Each entry that appears below should be restated exactly as it is.

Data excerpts
——
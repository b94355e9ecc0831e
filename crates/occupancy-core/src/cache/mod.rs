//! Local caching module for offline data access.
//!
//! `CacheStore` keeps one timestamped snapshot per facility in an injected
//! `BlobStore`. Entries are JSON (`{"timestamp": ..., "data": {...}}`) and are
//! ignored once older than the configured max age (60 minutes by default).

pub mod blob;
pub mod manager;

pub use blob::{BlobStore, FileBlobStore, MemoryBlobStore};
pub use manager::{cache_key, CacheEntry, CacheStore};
——
# TASK RESPONSE
repository b94355e9ecc0831e
filename crates/occupancy-core/src/cache/mod.rs
//! Local caching module for offline data access.
//!
//! `CacheStore` keeps one timestamped snapshot per facility in an injected
//! `BlobStore`. Entries are JSON (`{"timestamp": ..., "data": {...}}`) and are
//! ignored once older than the configured max age (60 minutes by default).

pub mod blob;
pub mod manager;

pub use blob::{BlobStore, FileBlobStore, MemoryBlobStore};
pub use manager::{cache_key, CacheEntry, CacheStore};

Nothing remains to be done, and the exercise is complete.